第十五話 根暗のサッカー
それでなんやかんやを終えて元の班に戻ると、天樹院さん謹製のパエリアが待っていた。
これがパプリカやらズッキーニやらが入りカラフルな仕上がりとなっており、適度に塩味も効いていて非常にうまい。何でも器用にこなすスーパー委員、ついでにエプロンも様になっていると来た。だがそれだけじゃあない。
俺と小松君が帰ってきて直後、紙皿によそってきた時なんか、
「二人共、ご苦労さまっ」
「あ、ありがとう……」
ほんのりとした笑みで根暗にも受け答えがしやすいコメントを寄越してきた。
おいおい完璧かよ。
これならこっちも通り一遍な返事だけで済んでしまうので気が楽だ。
大海のような優しさよりも水一杯分くらいの気遣いの方が時にぼっちには心地良かったりするという事実は、世間でもあまり知られていない。
ともかく俺はそれを受け取った後、敷物の端っこで食べていた。
あの女子たち三人が談笑しているのを背に、クラスの他の班の様子を眺めながら。
ちょいと疲れたな。学校行事特有の身体の重さというか……。
小松君とさえ距離がぽっかり空いているのは、今は彼と話すことすら疲労を溜めそうだったからだ。知っている人と話すのでさえ脳みそをいじめているのに、今日に限っては、ほぼほぼ初対面っていう絡みが多すぎたしな。

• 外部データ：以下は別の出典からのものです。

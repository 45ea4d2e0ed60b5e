/// Four scalar amounts plus the capped network-reward reserve carried
/// across blocks, as specified in spec.md §3's "Reward split" data type.
#[derive(Clone, Copy, Debug, Default, PartialEq, Eq)]
pub struct RewardSplit {
    pub block_reward: u64,
    pub founder_payment: u64,
    pub lab_payment: u64,
    pub budget_payment: u64,
    pub network_reward: u64,
}

impl RewardSplit {
    /// Value owed to the miner (PoW) or staker (PoS) slot before the
    /// network-reward reserve is folded in. `block_reward` here is
    /// already net of founder/lab/budget (see
    /// `ConsensusParams::budget_schedule`), so this is just that field —
    /// kept as a named accessor since spec.md §4.3 step 11 refers to
    /// "miner output value" as its own concept, not a raw field read.
    pub fn miner_base(&self) -> u64 {
        self.block_reward
    }
}

/// `MAX_NETWORK_REWARD`-capping add, used when scanning included
/// transactions for the reserve-address output value (§4.3 step 7).
pub fn accumulate_network_reward(carried: u64, contribution: u64, cap: u64) -> u64 {
    carried.saturating_add(contribution).min(cap)
}

#[cfg(test)]
mod tests {
    use super::*;

    #[test]
    fn accumulation_saturates_at_the_cap() {
        let cap = 100;
        assert_eq!(accumulate_network_reward(cap - 10, 100, cap), cap);
    }

    #[test]
    fn miner_base_is_the_already_net_block_reward() {
        let split = RewardSplit {
            block_reward: 800,
            founder_payment: 100,
            lab_payment: 50,
            budget_payment: 50,
            network_reward: 0,
        };
        assert_eq!(split.miner_base(), 800);
    }
}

こういう時、心労が丸ごと背中にのしかかってくるのが根暗の辛いところだ。
まあ委員長のパエリアで、割りに合っていると考えるとするか。
……俺はぼんやりと前を眺め続けた。
青空の下の、透明な空気。湿った土の匂い。
クラスの連中の笑い声だとか大騒ぎだとかが、耳の上っ面をはねて過ぎていく。
いい雰囲気だった。そんなに嫌いじゃなかった。自分がその中に居ない限りは。
はぁ……。昼飯が終わったらどうしようか。
班と言っても一緒に昼飯を作るだけの関係で、これが終われば自由時間だ。
正直全くプランが無いのだが……ここはベンチでも見つけて一人で勉強でもしようか。幸い単語帳だけは持ってきてるし。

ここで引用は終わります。